WASHINGTON — The World Bank lowered its annual global growth forecast for 2022 on Monday by nearly a full percentage point, down from 4.1% to 3.2%, citing the impact that Russia’s invasion of Ukraine is having on the world economy.
World Bank President David Malpass told reporters on a conference call that the largest single factor in the reduced growth forecast was a projected economic contraction of 4.1% across Europe and Central Asia, according to Reuters.
Other factors behind the slowdown in growth from January’s forecast include higher food and fuel costs being borne by consumers in developed economies across the world, said Malpass.
These are partly the result of Western sanctions on Russian energy, which have driven up the price of oil and gas worldwide. Supply disruptions to Ukrainian agricultural exports are also cited as contributing factors to driving prices higher.
Russia has blockaded Ukraine’s major Black Sea ports, making it extremely dangerous for shipping vessels carrying grain and other products to travel the key maritime pathway connecting Ukraine to the rest of the world.
The World Bank is “preparing for a continued crisis response, given the multiple crises,” Malpass told reporters. “Over the next few weeks, I expect to discuss with our board, a new 15-month crisis response envelope of around $170 billion to cover April 2022 through June 2023.”
This Ukraine crisis financing package is even larger than the one the World Bank organized for Covid-19 relief, which topped out at $160 billion.
Still, the damage that Russia’s invasion of Ukraine has caused to the global economy pales in comparison to the catastrophic effect it has had on the economy of Ukraine, and to a lesser extent that of Russia.
Earlier this month, the World Bank projected that Ukraine’s annual GDP would fall by 45.1%, an astonishing figure for a country of more than 40 million people.
Before the war, analysts had predicted that Ukraine’s GDP would rise sharply in the coming years.
Russia’s economy is also taking a major hit, largely due to the impact of NATO and Western backed sanctions and trade embargoes.

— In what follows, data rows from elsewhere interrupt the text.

// ── Resource data ──
//
// The typed key-value store every CRUD function reads from and writes to.
// It pairs the current attribute values with the prior state so updates
// can ask which attributes changed.

use serde_json::{Map, Value};

use crate::error::{Diagnostic, ProviderError};
use crate::schema::Schema;

#[derive(Debug, Clone)]
pub struct ResourceData {
    schema: Schema,
    id: Option<String>,
    values: Map<String, Value>,
    prior: Map<String, Value>,
}

impl ResourceData {
    // ── Constructors ─────────────────────────────────────────────────

    /// Data built from user configuration, as create and data source reads see it.
    ///
    /// Defaults are applied and the configuration is validated first.
    pub fn from_config(schema: Schema, config: Map<String, Value>) -> Result<Self, ProviderError> {
        let values = prepare_config(&schema, config)?;
        Ok(Self {
            schema,
            id: None,
            values,
            prior: Map::new(),
        })
    }

    /// Data restored from stored state (read, delete, import).
    pub fn from_state(schema: Schema, id: impl Into<String>, mut attributes: Map<String, Value>) -> Self {
        if !schema.contains("id") {
            attributes.remove("id");
        }
        let values = schema.normalize(strip_nulls(attributes));
        let mut data = Self {
            schema,
            id: None,
            prior: values.clone(),
            values,
        };
        data.set_id(id);
        data
    }

    /// Stored state overlaid with new configuration, as an update sees it.
    pub fn for_update(
        schema: Schema,
        id: impl Into<String>,
        prior: Map<String, Value>,
        config: Map<String, Value>,
    ) -> Result<Self, ProviderError> {
        let prior = schema.normalize(strip_nulls(prior));
        let mut values = prepare_config(&schema, config)?;

        // Computed attributes keep their last known value.
        for (name, attribute) in schema.iter() {
            if attribute.computed && !values.contains_key(name) {
                if let Some(old) = prior.get(name) {
                    values.insert(name.to_owned(), old.clone());
                }
            }
        }

        let mut data = Self {
            schema,
            id: None,
            values,
            prior,
        };
        data.set_id(id);
        Ok(data)
    }

    // ── Identity ─────────────────────────────────────────────────────

    pub fn id(&self) -> Option<&str> {
        self.id.as_deref()
    }

    /// Set the ID; an empty string clears it.
    pub fn set_id(&mut self, id: impl Into<String>) {
        let id = id.into();
        self.id = if id.is_empty() { None } else { Some(id) };
    }

    /// Drop the ID, which removes the resource from state.
    pub fn clear_id(&mut self) {
        self.id = None;
    }

    /// The ID parsed as the numeric identifier most ZIA entities use.
    pub fn numeric_id(&self) -> Result<i64, ProviderError> {
        let raw = self.id().ok_or_else(|| ProviderError::MissingAttribute {
            attribute: "id".into(),
        })?;
        raw.parse().map_err(|_| ProviderError::InvalidId {
            id: raw.to_owned(),
            reason: "expected a numeric ID".into(),
        })
    }

    pub fn schema(&self) -> &Schema {
        &self.schema
    }

    // ── Getters ──────────────────────────────────────────────────────

    /// Look up a value by dotted path (`locations.0.id`). Null reads as absent.
    pub fn get(&self, path: &str) -> Option<&Value> {
        let mut segments = path.split('.');
        let mut current = self.values.get(segments.next()?)?;
        for segment in segments {
            current = match current {
                Value::Array(items) => items.get(segment.parse::<usize>().ok()?)?,
                Value::Object(map) => map.get(segment)?,
                _ => return None,
            };
        }
        (!current.is_null()).then_some(current)
    }

    /// Like [`get`](Self::get), but zero values (`""`, `0`, `false`, `[]`) also read as absent.
    pub fn get_ok(&self, path: &str) -> Option<&Value> {
        self.get(path).filter(|v| !is_zero_value(v))
    }

    pub fn get_str(&self, path: &str) -> Option<&str> {
        self.get(path).and_then(Value::as_str)
    }

    pub fn get_string(&self, path: &str) -> String {
        self.get_str(path).unwrap_or_default().to_owned()
    }

    pub fn get_int(&self, path: &str) -> i64 {
        self.get(path).and_then(Value::as_i64).unwrap_or_default()
    }

    /// Integer attribute narrowed to the `i32` the API models use.
    pub fn get_i32(&self, path: &str) -> Result<i32, ProviderError> {
        let n = self.get_int(path);
        i32::try_from(n).map_err(|_| ProviderError::invalid(path, format!("{n} is out of range")))
    }

    pub fn get_bool(&self, path: &str) -> bool {
        self.get(path).and_then(Value::as_bool).unwrap_or_default()
    }

    pub fn get_float(&self, path: &str) -> f64 {
        self.get(path).and_then(Value::as_f64).unwrap_or_default()
    }

    pub fn get_string_set(&self, path: &str) -> Vec<String> {
        self.get(path)
            .and_then(Value::as_array)
            .map(|items| {
                items
                    .iter()
                    .filter_map(Value::as_str)
                    .map(str::to_owned)
                    .collect()
            })
            .unwrap_or_default()
    }

    pub fn get_int_set(&self, path: &str) -> Vec<i64> {
        self.get(path)
            .and_then(Value::as_array)
            .map(|items| items.iter().filter_map(Value::as_i64).collect())
            .unwrap_or_default()
    }

    /// Nested block instances under `path`.
    pub fn get_blocks(&self, path: &str) -> Vec<&Map<String, Value>> {
        self.get(path)
            .and_then(Value::as_array)
            .map(|items| items.iter().filter_map(Value::as_object).collect())
            .unwrap_or_default()
    }

    // ── Setters ──────────────────────────────────────────────────────

    /// Set a top-level attribute.
    ///
    /// Keys outside the schema and type mismatches are rejected; set-typed
    /// values are stored sorted and deduplicated. Null removes the value.
    pub fn set(&mut self, key: &str, value: impl Into<Value>) -> Result<(), ProviderError> {
        let Some(attribute) = self.schema.get(key) else {
            return Err(ProviderError::invalid(key, "attribute is not declared in the schema"));
        };

        let value = value.into();
        if value.is_null() {
            self.values.remove(key);
            return Ok(());
        }

        let mut diags: Vec<Diagnostic> = Vec::new();
        attribute.check_shape(key, &value, &mut diags);
        if let Some(first) = diags.into_iter().next() {
            return Err(ProviderError::invalid(first.path, first.message));
        }

        let value = attribute.normalize(value);
        self.values.insert(key.to_owned(), value);
        Ok(())
    }

    // ── Diffing ──────────────────────────────────────────────────────

    /// Whether `key` differs from the prior state.
    pub fn has_change(&self, key: &str) -> bool {
        self.values.get(key) != self.prior.get(key)
    }

    // ── Export ───────────────────────────────────────────────────────

    pub fn attributes(&self) -> &Map<String, Value> {
        &self.values
    }

    /// Attribute map for persistence, `id` included unless the schema
    /// declares an `id` attribute of its own.
    pub fn to_state(&self) -> Map<String, Value> {
        let mut state = self.values.clone();
        if let Some(id) = &self.id {
            if !self.schema.contains("id") {
                state.insert("id".into(), Value::String(id.clone()));
            }
        }
        state
    }
}

fn prepare_config(schema: &Schema, mut config: Map<String, Value>) -> Result<Map<String, Value>, ProviderError> {
    schema.apply_defaults(&mut config);
    let diags = schema.validate(&config);
    if !diags.is_empty() {
        return Err(ProviderError::Validation(diags));
    }
    Ok(schema.normalize(strip_nulls(config)))
}

fn strip_nulls(map: Map<String, Value>) -> Map<String, Value> {
    map.into_iter().filter(|(_, v)| !v.is_null()).collect()
}

fn is_zero_value(value: &Value) -> bool {
    match value {
        Value::Null => true,
        Value::Bool(b) => !b,
        Value::Number(n) => n.as_f64() == Some(0.0),
        Value::String(s) => s.is_empty(),
        Value::Array(items) => items.is_empty(),
        Value::Object(map) => map.is_empty(),
    }
}

#[cfg(test)]
#[allow(clippy::unwrap_used)]
mod tests {
    use pretty_assertions::assert_eq;
    use serde_json::json;

    use super::*;
    use crate::schema::{Attribute, AttributeType, id_set_block};

    fn schema() -> Schema {
        Schema::new()
            .attr("name", Attribute::string().required())
            .attr("order", Attribute::int().optional())
            .attr("enabled", Attribute::boolean().optional().default(true))
            .attr("urls", Attribute::set_of(AttributeType::String).optional())
            .attr("locations", id_set_block("locations"))
            .attr("rule_id", Attribute::int().computed())
    }

    fn obj(v: Value) -> Map<String, Value> {
        v.as_object().cloned().unwrap()
    }

    #[test]
    fn from_config_applies_defaults_and_validates() {
        let d = ResourceData::from_config(schema(), obj(json!({"name": "r1"}))).unwrap();
        assert!(d.get_bool("enabled"));
        assert!(d.id().is_none());

        let err = ResourceData::from_config(schema(), obj(json!({"order": 1}))).unwrap_err();
        assert!(matches!(err, ProviderError::Validation(_)));
    }

    #[test]
    fn dotted_paths_and_typed_getters() {
        let d = ResourceData::from_config(
            schema(),
            obj(json!({
                "name": "r1",
                "order": 4,
                "urls": ["b.example.com", "a.example.com"],
                "locations": [{"id": [30, 10, 20]}]
            })),
        )
        .unwrap();

        assert_eq!(d.get_string("name"), "r1");
        assert_eq!(d.get_i32("order").unwrap(), 4);
        assert_eq!(d.get_string_set("urls"), vec!["a.example.com", "b.example.com"]);
        assert_eq!(d.get_int_set("locations.0.id"), vec![10, 20, 30]);
        assert_eq!(d.get_int("locations.0.id.0"), 10);
        assert!(d.get("locations.1").is_none());
        assert!(d.get("nope").is_none());
        assert_eq!(d.get_string("nope"), "");
    }

    #[test]
    fn get_ok_skips_zero_values() {
        let d = ResourceData::from_config(schema(), obj(json!({"name": "", "order": 0}))).unwrap();
        assert!(d.get("order").is_some());
        assert!(d.get_ok("order").is_none());
        assert!(d.get_ok("name").is_none());
    }

    #[test]
    fn set_rejects_unknown_keys_and_bad_types() {
        let mut d = ResourceData::from_config(schema(), obj(json!({"name": "r1"}))).unwrap();
        assert!(d.set("colour", "red").is_err());
        assert!(d.set("order", "first").is_err());
        d.set("rule_id", 77).unwrap();
        assert_eq!(d.get_int("rule_id"), 77);
        d.set("order", Value::Null).unwrap();
        assert!(d.get("order").is_none());
    }

    #[test]
    fn has_change_compares_against_prior_state() {
        let d = ResourceData::for_update(
            schema(),
            "5",
            obj(json!({"name": "old", "order": 1, "rule_id": 5})),
            obj(json!({"name": "new", "order": 1})),
        )
        .unwrap();
        assert!(d.has_change("name"));
        assert!(!d.has_change("order"));
        assert!(!d.has_change("rule_id"));
        assert_eq!(d.get_int("rule_id"), 5);
        assert_eq!(d.numeric_id().unwrap(), 5);
    }

    #[test]
    fn state_includes_id() {
        let mut d = ResourceData::from_config(schema(), obj(json!({"name": "r1"}))).unwrap();
        d.set_id("12");
        let state = d.to_state();
        assert_eq!(state["id"], json!("12"));
        assert_eq!(state["name"], json!("r1"));

        d.clear_id();
        assert!(!d.to_state().contains_key("id"));
        assert!(d.numeric_id().is_err());
    }
}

In early April, the World Bank predicted that Moscow’s GDP would fall 11.2% this year as a result of the sanctions.
Russian President Vladimir Putin on Monday insisted that Western powers had failed in what he called their “blitz” campaign of economic warfare against Russia.
After falling sharply in the first weeks of the war, the Russian ruble has recovered much of its value. But economists says this recovery is an illusion created by strict internal currency controls imposed by the Kremlin, which have falsely inflated the value of the ruble inside Russia.